● Task
Check each line of the material for "OfflineSource" and report how many lines have it, with nothing added.

● Extracted information
===
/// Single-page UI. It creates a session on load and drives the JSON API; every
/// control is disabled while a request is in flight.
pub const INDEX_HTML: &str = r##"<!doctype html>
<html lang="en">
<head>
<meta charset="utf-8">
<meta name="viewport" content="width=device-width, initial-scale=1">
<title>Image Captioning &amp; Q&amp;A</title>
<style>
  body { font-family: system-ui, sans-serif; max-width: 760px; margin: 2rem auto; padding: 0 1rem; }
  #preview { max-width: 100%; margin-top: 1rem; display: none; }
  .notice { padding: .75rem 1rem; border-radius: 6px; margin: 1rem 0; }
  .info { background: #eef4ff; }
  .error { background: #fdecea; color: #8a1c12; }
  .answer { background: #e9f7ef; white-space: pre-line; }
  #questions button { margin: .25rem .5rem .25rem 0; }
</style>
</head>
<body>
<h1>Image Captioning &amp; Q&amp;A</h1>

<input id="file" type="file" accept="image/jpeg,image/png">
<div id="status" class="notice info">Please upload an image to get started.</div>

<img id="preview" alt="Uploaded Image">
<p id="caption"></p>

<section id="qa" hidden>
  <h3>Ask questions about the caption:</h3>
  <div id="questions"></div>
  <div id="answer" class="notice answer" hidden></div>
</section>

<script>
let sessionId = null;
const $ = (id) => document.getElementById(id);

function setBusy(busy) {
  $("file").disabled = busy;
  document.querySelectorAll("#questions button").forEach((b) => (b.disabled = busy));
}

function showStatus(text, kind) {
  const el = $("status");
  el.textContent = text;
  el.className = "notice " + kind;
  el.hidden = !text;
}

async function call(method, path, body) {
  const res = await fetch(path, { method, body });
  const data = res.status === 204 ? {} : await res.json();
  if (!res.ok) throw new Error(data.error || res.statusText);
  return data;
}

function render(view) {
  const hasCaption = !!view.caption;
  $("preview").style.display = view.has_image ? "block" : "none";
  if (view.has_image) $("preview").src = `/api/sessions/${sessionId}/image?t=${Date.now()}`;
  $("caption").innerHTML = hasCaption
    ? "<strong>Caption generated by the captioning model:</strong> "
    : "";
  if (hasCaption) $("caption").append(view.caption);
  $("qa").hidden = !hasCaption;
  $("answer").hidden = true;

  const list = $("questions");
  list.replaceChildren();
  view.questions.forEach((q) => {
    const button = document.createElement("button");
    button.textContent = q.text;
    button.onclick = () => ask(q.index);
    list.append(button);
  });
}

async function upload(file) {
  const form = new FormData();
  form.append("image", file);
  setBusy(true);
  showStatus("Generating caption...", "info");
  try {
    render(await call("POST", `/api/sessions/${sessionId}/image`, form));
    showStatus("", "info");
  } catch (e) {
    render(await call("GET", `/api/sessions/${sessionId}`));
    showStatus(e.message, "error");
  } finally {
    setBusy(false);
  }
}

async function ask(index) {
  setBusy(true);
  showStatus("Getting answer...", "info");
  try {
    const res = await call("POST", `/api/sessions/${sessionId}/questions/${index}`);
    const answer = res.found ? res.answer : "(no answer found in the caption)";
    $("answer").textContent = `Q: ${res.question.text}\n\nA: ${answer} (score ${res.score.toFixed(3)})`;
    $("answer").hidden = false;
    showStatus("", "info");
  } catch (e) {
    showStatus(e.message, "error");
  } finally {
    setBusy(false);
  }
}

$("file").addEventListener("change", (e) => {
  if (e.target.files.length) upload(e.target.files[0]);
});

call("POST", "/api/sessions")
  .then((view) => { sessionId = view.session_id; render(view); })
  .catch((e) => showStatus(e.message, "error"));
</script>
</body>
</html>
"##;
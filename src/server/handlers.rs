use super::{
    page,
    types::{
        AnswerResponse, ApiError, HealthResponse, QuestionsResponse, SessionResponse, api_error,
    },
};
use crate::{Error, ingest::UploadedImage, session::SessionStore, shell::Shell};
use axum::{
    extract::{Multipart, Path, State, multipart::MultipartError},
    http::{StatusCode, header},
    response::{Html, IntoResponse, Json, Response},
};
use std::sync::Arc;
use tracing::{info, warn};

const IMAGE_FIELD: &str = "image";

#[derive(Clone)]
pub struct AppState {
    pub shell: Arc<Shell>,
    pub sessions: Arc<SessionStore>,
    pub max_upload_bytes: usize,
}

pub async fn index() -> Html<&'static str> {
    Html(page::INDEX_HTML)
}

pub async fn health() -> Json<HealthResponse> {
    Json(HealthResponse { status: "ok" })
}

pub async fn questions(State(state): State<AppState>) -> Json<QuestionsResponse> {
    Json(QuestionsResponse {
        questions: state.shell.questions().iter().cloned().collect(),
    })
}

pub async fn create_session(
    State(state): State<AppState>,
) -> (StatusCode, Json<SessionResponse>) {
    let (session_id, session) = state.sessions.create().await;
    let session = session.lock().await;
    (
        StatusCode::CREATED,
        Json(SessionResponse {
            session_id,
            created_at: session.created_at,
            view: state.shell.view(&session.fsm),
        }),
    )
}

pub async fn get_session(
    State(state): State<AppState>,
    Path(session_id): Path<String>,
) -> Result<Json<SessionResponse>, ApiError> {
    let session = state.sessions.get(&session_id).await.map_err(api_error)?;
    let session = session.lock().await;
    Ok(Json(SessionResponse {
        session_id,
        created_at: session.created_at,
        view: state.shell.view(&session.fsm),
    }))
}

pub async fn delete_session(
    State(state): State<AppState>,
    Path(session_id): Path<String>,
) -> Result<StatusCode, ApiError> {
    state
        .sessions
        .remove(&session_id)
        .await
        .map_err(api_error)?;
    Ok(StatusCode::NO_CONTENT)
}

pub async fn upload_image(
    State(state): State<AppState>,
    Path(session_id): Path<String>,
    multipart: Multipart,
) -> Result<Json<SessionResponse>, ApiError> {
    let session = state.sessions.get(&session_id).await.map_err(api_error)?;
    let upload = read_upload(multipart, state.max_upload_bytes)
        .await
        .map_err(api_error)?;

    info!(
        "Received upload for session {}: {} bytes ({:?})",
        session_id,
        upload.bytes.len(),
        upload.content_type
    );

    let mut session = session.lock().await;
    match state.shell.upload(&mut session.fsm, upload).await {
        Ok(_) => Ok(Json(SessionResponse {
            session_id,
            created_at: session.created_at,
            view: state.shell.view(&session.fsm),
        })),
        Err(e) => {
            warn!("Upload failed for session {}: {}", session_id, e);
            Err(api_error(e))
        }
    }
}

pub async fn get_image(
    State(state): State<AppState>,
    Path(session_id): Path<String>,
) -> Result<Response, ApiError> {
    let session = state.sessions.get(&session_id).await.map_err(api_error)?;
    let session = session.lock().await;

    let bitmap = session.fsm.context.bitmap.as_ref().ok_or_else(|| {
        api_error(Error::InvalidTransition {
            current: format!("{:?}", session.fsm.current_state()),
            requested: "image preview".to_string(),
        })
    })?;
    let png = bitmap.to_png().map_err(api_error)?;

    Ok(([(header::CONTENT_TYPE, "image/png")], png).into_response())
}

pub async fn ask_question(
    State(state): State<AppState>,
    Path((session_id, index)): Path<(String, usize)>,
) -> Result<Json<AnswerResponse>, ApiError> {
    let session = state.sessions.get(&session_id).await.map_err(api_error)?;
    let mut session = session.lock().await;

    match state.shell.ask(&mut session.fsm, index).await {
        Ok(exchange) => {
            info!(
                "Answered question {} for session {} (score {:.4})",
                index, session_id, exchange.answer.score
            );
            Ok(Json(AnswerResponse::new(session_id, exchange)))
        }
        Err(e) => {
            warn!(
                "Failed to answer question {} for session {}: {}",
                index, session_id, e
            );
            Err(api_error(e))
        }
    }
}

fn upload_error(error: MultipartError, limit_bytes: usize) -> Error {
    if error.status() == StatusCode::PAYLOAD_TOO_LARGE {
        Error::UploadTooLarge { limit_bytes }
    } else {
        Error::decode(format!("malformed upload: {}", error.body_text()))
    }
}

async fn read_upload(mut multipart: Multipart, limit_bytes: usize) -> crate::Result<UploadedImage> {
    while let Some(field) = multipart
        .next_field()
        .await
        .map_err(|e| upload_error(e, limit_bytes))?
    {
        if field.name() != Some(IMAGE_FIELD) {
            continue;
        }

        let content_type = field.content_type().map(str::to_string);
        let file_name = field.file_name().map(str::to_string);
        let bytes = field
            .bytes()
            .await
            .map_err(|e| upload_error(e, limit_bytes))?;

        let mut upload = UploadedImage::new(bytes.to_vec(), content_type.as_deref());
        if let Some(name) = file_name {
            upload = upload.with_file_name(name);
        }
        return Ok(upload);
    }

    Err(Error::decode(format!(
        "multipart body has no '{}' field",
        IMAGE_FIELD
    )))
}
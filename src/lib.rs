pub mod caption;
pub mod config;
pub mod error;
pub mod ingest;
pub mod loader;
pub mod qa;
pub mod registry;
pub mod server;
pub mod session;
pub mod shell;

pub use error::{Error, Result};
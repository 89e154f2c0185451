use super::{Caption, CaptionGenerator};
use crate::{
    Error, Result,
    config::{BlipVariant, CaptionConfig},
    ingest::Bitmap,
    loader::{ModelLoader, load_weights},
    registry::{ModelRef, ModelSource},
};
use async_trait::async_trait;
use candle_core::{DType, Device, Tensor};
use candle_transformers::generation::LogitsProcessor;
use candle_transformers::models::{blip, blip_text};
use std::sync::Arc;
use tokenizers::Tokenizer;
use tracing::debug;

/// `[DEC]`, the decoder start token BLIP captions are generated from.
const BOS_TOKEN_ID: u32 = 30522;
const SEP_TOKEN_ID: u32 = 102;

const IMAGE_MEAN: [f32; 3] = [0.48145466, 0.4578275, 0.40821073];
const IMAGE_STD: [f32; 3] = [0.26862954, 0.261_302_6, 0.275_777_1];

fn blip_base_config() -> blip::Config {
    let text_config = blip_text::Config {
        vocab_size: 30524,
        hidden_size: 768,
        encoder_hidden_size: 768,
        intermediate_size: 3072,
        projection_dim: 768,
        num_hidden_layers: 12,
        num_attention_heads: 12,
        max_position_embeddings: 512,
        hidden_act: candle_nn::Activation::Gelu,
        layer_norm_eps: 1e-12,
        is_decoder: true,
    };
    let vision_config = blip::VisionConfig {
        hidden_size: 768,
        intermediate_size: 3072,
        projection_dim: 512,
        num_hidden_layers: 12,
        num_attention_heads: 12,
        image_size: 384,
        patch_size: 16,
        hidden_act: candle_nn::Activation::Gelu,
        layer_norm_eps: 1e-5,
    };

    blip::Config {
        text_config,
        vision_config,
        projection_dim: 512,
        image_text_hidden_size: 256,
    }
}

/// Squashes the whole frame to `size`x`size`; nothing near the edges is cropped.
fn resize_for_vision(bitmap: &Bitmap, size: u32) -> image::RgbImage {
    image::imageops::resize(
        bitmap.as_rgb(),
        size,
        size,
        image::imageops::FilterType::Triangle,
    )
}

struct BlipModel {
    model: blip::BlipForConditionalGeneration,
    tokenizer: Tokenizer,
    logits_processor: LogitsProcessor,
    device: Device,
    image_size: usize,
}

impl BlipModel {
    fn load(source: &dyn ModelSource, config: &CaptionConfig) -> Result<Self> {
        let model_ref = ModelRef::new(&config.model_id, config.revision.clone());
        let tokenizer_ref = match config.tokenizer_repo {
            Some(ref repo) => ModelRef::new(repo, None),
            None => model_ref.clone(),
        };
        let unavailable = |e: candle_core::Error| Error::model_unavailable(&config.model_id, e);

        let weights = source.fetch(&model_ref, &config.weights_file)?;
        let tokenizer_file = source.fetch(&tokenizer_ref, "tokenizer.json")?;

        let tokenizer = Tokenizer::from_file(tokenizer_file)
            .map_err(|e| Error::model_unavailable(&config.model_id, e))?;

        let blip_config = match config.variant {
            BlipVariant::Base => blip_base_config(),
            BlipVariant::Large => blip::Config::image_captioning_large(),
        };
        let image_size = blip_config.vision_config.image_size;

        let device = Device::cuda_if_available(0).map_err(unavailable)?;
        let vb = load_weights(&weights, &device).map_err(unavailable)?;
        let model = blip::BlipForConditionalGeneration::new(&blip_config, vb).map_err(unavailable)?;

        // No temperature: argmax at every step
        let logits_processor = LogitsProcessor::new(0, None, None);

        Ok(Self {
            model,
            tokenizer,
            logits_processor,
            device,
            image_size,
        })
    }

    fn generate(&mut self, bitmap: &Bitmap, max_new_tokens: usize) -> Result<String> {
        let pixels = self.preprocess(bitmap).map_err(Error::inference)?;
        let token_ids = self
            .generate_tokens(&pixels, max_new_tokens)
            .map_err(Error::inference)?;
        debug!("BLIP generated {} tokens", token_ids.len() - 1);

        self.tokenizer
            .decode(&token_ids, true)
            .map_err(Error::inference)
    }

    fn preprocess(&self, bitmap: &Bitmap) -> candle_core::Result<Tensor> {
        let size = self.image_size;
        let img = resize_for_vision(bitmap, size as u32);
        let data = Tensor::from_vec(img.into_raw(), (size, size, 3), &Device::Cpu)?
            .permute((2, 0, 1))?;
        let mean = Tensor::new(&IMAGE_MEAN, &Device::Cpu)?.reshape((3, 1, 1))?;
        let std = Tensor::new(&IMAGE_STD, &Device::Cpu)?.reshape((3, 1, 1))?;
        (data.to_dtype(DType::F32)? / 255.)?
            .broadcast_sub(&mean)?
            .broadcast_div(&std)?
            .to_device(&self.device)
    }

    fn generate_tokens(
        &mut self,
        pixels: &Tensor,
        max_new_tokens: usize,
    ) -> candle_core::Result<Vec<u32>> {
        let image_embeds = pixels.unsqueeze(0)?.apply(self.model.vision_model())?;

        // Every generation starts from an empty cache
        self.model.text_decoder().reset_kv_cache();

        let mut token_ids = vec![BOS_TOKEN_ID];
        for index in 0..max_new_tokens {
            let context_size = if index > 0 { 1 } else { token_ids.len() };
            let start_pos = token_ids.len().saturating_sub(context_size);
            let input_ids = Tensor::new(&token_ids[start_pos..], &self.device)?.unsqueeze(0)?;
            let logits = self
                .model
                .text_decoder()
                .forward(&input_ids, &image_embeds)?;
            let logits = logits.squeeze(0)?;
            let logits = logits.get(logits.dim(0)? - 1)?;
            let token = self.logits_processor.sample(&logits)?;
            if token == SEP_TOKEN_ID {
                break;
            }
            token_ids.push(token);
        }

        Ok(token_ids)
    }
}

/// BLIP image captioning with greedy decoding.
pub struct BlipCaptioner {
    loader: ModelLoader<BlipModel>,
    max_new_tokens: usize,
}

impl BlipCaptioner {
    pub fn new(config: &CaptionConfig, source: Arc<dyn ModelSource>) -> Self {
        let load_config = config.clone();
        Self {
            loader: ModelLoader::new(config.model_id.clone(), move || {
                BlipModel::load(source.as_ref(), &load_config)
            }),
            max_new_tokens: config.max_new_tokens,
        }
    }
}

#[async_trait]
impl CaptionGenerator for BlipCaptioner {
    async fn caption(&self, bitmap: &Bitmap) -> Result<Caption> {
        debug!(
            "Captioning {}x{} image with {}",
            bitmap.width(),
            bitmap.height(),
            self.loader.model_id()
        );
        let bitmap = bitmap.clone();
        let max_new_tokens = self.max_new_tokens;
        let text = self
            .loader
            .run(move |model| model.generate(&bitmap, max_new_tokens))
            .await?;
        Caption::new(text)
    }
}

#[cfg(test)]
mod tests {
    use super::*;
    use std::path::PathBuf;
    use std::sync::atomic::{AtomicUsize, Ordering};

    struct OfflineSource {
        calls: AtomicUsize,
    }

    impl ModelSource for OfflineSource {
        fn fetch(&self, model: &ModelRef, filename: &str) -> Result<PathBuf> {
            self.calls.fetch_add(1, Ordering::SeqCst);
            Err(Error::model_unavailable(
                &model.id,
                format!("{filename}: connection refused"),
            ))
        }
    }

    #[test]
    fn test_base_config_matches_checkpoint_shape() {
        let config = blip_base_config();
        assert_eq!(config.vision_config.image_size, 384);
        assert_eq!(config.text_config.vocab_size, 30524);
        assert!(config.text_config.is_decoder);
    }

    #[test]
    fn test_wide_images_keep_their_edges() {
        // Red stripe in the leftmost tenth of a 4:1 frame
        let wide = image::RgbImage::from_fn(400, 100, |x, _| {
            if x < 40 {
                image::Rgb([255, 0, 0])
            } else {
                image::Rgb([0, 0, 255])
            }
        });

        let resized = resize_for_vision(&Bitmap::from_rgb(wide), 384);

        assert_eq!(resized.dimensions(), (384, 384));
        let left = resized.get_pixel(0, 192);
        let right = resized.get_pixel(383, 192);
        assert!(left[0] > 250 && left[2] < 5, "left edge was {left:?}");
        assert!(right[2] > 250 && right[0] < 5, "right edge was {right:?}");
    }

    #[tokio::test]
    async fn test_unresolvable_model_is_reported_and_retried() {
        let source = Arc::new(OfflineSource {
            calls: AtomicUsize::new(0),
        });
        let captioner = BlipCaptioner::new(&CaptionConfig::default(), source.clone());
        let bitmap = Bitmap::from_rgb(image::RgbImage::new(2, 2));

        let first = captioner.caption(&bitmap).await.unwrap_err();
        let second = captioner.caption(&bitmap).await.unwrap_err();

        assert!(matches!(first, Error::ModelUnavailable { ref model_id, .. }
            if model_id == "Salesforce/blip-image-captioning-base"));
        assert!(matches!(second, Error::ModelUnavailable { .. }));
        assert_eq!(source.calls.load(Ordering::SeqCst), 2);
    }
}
===
● Response to this exercise
3